Well, I live in reality and refuse to live my life by these terms and because of it, I often feel that I am being marginalized, often by my own family because we aren’t that Christmas card family.  We live our lives around the needs of our children, drive older cars and don’t dress like we walked out of a fashion magazine every time we walk out of our house and don’t live via credit cards.  Good Lord!  We actually live within our means and don’t try to appear to be anything more than what we are – a middle class family with two special needs kids trying to do the best we can with what we have.

Yes, I wear jeans and T-shirts most days because that is what is most comfortable for me.  Let me say this for the 5,000th time – I have no one to impress.  I can’t even remember the last time I went on a specific clothes shopping spree for me because we simply can’t afford it.  If I need something, I get it when I need it and that’s it  This lifestyle works for us but it seems to make my family think less of me – even at times my parents.

I see the look in their eyes all the time, they see the smart, intelligent and highly educated daughter they raised who had the world as her oyster when she was 28 years old and now they see a tired, often worn down woman whose choices they respect but really can’t brag about with their friends.   I have often been hurt by things that my mom says to me about her friends kids and how successful they are, their nice homes, new jobs, exotic vacations and then my mom will turn around and tell me, “What do I have to brag about?”

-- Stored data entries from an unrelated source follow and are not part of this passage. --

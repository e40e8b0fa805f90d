use std::io::Write;

use chrono::{DateTime, FixedOffset};
use quick_xml::Writer;
use quick_xml::events::{BytesCData, BytesDecl, BytesEnd, BytesStart, BytesText, Event};

use crate::error::Result;
use crate::wxr::{Author, Category, Document, Item, Term, NAMESPACES, WXR_VERSION};

/// Writes `document` as a WXR file to `out`.
pub fn write<W: Write>(document: &Document, out: W) -> Result<()> {
    let mut xml = Xml { writer: Writer::new(out) };
    xml.writer.write_event(Event::Decl(BytesDecl::new("1.0", Some("UTF-8"), None)))?;
    xml.newline(0)?;

    let mut rss = BytesStart::new("rss");
    rss.push_attribute(("version", "2.0"));
    for (prefix, uri) in NAMESPACES {
        rss.push_attribute((format!("xmlns:{prefix}").as_str(), *uri));
    }

    xml.writer.write_event(Event::Start(rss))?;
    xml.newline(0)?;
    xml.open("channel", 0)?;
    channel(&mut xml, document)?;
    for item in &document.items {
        self::item(&mut xml, item)?;
    }

    xml.newline(0)?;
    xml.close("channel", 0)?;
    xml.close("rss", 0)?;
    Ok(())
}

/// Renders `document` as a WXR string.
pub fn to_string(document: &Document) -> Result<String> {
    let mut bytes = Vec::new();
    write(document, &mut bytes)?;
    Ok(String::from_utf8(bytes).map_err(|e| e.utf8_error())?)
}

struct Xml<W: Write> {
    writer: Writer<W>,
}

impl<W: Write> Xml<W> {
    fn newline(&mut self, depth: usize) -> Result<()> {
        let indent = format!("\n{}", "\t".repeat(depth));
        self.writer.write_event(Event::Text(BytesText::from_escaped(indent)))?;
        Ok(())
    }

    fn open(&mut self, name: &str, depth: usize) -> Result<()> {
        self.newline(depth)?;
        self.writer.write_event(Event::Start(BytesStart::new(name)))?;
        Ok(())
    }

    fn close(&mut self, name: &str, depth: usize) -> Result<()> {
        self.newline(depth)?;
        self.writer.write_event(Event::End(BytesEnd::new(name)))?;
        Ok(())
    }

    /// `<name>escaped text</name>` on a new line.
    fn text(&mut self, depth: usize, name: &str, text: &str) -> Result<()> {
        self.newline(depth)?;
        self.writer.write_event(Event::Start(BytesStart::new(name)))?;
        self.writer.write_event(Event::Text(BytesText::new(text)))?;
        self.writer.write_event(Event::End(BytesEnd::new(name)))?;
        Ok(())
    }

    /// `<name><![CDATA[text]]></name>` on a new line.
    fn cdata(&mut self, depth: usize, name: &str, text: &str) -> Result<()> {
        self.cdata_with(depth, BytesStart::new(name), text)
    }

    fn cdata_with(&mut self, depth: usize, start: BytesStart<'_>, text: &str) -> Result<()> {
        let end = BytesEnd::new(String::from_utf8_lossy(start.name().as_ref()).into_owned());
        self.newline(depth)?;
        self.writer.write_event(Event::Start(start))?;
        for section in cdata_sections(text) {
            self.writer.write_event(Event::CData(BytesCData::new(section)))?;
        }

        self.writer.write_event(Event::End(end))?;
        Ok(())
    }
}

/// Splits `text` so that no CDATA section contains the `]]>` terminator:
/// `a]]>b` becomes `a]]` and `>b`.
pub fn cdata_sections(text: &str) -> Vec<String> {
    let parts: Vec<&str> = text.split("]]>").collect();
    let last = parts.len() - 1;
    parts.into_iter()
        .enumerate()
        .map(|(i, part)| {
            let mut section = String::with_capacity(part.len() + 3);
            if i > 0 { section.push('>'); }
            section.push_str(part);
            if i < last { section.push_str("]]"); }
            section
        })
        .collect()
}

fn rfc2822(date: &DateTime<FixedOffset>) -> String {
    date.to_rfc2822()
}

fn mysql(date: &DateTime<FixedOffset>) -> String {
    date.format("%Y-%m-%d %H:%M:%S").to_string()
}

fn mysql_gmt(date: &DateTime<FixedOffset>) -> String {
    date.naive_utc().format("%Y-%m-%d %H:%M:%S").to_string()
}

fn channel<W: Write>(xml: &mut Xml<W>, document: &Document) -> Result<()> {
    let channel = &document.channel;
    xml.text(1, "title", &channel.title)?;
    xml.text(1, "link", &channel.link)?;
    xml.text(1, "description", &channel.description)?;
    xml.text(1, "pubDate", &rfc2822(&channel.pub_date))?;
    xml.text(1, "language", &channel.language)?;
    xml.text(1, "wp:wxr_version", WXR_VERSION)?;
    xml.text(1, "wp:base_site_url", &channel.base_site_url)?;
    xml.text(1, "wp:base_blog_url", &channel.base_blog_url)?;
    xml.newline(0)?;

    for author in &channel.authors {
        self::author(xml, author)?;
    }

    for category in &channel.categories {
        self::category(xml, category)?;
    }

    for term in &channel.terms {
        self::term(xml, term)?;
    }

    xml.newline(0)?;
    xml.text(1, "generator", &channel.generator)?;
    Ok(())
}

fn author<W: Write>(xml: &mut Xml<W>, author: &Author) -> Result<()> {
    xml.open("wp:author", 1)?;
    xml.text(2, "wp:author_id", &author.id.to_string())?;
    xml.cdata(2, "wp:author_login", &author.login)?;
    xml.cdata(2, "wp:author_email", &author.email)?;
    xml.cdata(2, "wp:author_display_name", &author.display_name)?;
    xml.cdata(2, "wp:author_first_name", &author.first_name)?;
    xml.cdata(2, "wp:author_last_name", &author.last_name)?;
    xml.close("wp:author", 1)
}

fn category<W: Write>(xml: &mut Xml<W>, category: &Category) -> Result<()> {
    xml.open("wp:category", 1)?;
    xml.text(2, "wp:term_id", &category.term_id.to_string())?;
    xml.cdata(2, "wp:category_nicename", &category.nicename)?;
    xml.cdata(2, "wp:category_parent", &category.parent)?;
    xml.cdata(2, "wp:cat_name", &category.name)?;
    xml.close("wp:category", 1)
}

fn term<W: Write>(xml: &mut Xml<W>, term: &Term) -> Result<()> {
    xml.open("wp:term", 1)?;
    xml.text(2, "wp:term_id", &term.term_id.to_string())?;
    xml.cdata(2, "wp:term_taxonomy", &term.taxonomy)?;
    xml.cdata(2, "wp:term_slug", &term.slug)?;
    xml.cdata(2, "wp:term_name", &term.name)?;
    xml.close("wp:term", 1)
}

fn item<W: Write>(xml: &mut Xml<W>, item: &Item) -> Result<()> {
    xml.newline(0)?;
    xml.open("item", 1)?;
    xml.cdata(2, "title", &item.title)?;
    xml.text(2, "link", &item.link)?;
    xml.text(2, "pubDate", &rfc2822(&item.pub_date))?;
    xml.cdata(2, "dc:creator", &item.creator)?;

    let mut guid = BytesStart::new("guid");
    guid.push_attribute(("isPermaLink", "false"));
    xml.newline(2)?;
    xml.writer.write_event(Event::Start(guid))?;
    xml.writer.write_event(Event::Text(BytesText::new(&item.guid)))?;
    xml.writer.write_event(Event::End(BytesEnd::new("guid")))?;

    xml.text(2, "description", &item.description)?;
    xml.cdata(2, "content:encoded", &item.content)?;
    xml.cdata(2, "excerpt:encoded", &item.excerpt)?;
    xml.text(2, "wp:post_id", &item.post_id.to_string())?;
    xml.cdata(2, "wp:post_date", &mysql(&item.pub_date))?;
    xml.cdata(2, "wp:post_date_gmt", &mysql_gmt(&item.pub_date))?;
    xml.cdata(2, "wp:post_modified", &mysql(&item.pub_date))?;
    xml.cdata(2, "wp:post_modified_gmt", &mysql_gmt(&item.pub_date))?;
    xml.cdata(2, "wp:comment_status", item.comment_status)?;
    xml.cdata(2, "wp:ping_status", "closed")?;
    xml.cdata(2, "wp:post_name", &item.post_name)?;
    xml.cdata(2, "wp:status", item.status.as_str())?;
    xml.text(2, "wp:post_parent", &item.parent.to_string())?;
    xml.text(2, "wp:menu_order", &item.menu_order.to_string())?;
    xml.cdata(2, "wp:post_type", item.post_type.as_str())?;
    xml.cdata(2, "wp:post_password", "")?;
    xml.text(2, "wp:is_sticky", "0")?;
    if let Some(url) = &item.attachment_url {
        xml.cdata(2, "wp:attachment_url", url)?;
    }

    for category in &item.categories {
        let mut start = BytesStart::new("category");
        start.push_attribute(("domain", category.domain.as_str()));
        start.push_attribute(("nicename", category.nicename.as_str()));
        xml.cdata_with(2, start, &category.name)?;
    }

    for meta in &item.meta {
        xml.open("wp:postmeta", 2)?;
        xml.cdata(3, "wp:meta_key", &meta.key)?;
        xml.cdata(3, "wp:meta_value", &meta.value)?;
        xml.close("wp:postmeta", 2)?;
    }

    xml.close("item", 1)
}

You see, while she respects my decision to stay at home to do what is best for our daughters, she cares about what others think and in our day and age it’s all about what you can brag about.  No one gets excited over the fact that her daughter has two special needs kids and stays at home – they only give her the “oh that’s too bad” look and that stings her.

She keeps telling me that she can’t wait for me to get my life together and make something of my life.  Caring for her granddaughters apparently isn’t good enough.  And I see these same looks in the eyes of other family members when we show up for family events.  While they are genuinely happy to see us, and don’t get me wrong, my family loves us, I just feel that we make them uncomfortable at times because we aren’t the picture-perfect Christmas card family.

Because they think less of me, they do treat me differently, that there is no doubt about.  I am the first one many of them come to when they need a favor or someone to go the extra mile for them because they know that my mindset as a special needs mom is one of self-sacrifice and that I am a pro at putting everyone else before myself.  If they need something researched online, writing done, errands ran during the day while everyone else is at work, etc.

Yet, here I sit today with a family funeral on the horizon and I almost don’t even want to go because I don’t want to be an embarrassment to them because what other people think is more important than how I feel.  They want to show the perfect happy family to everyone on the outside looking in … and my family isn’t aesthetically pleasing, I see it all the time when their eyes dip down for a moment or when I run into them in public and they just introduce us by our names to their friends, not mentioning the fact that we are related.  It hurts but at least they are being real.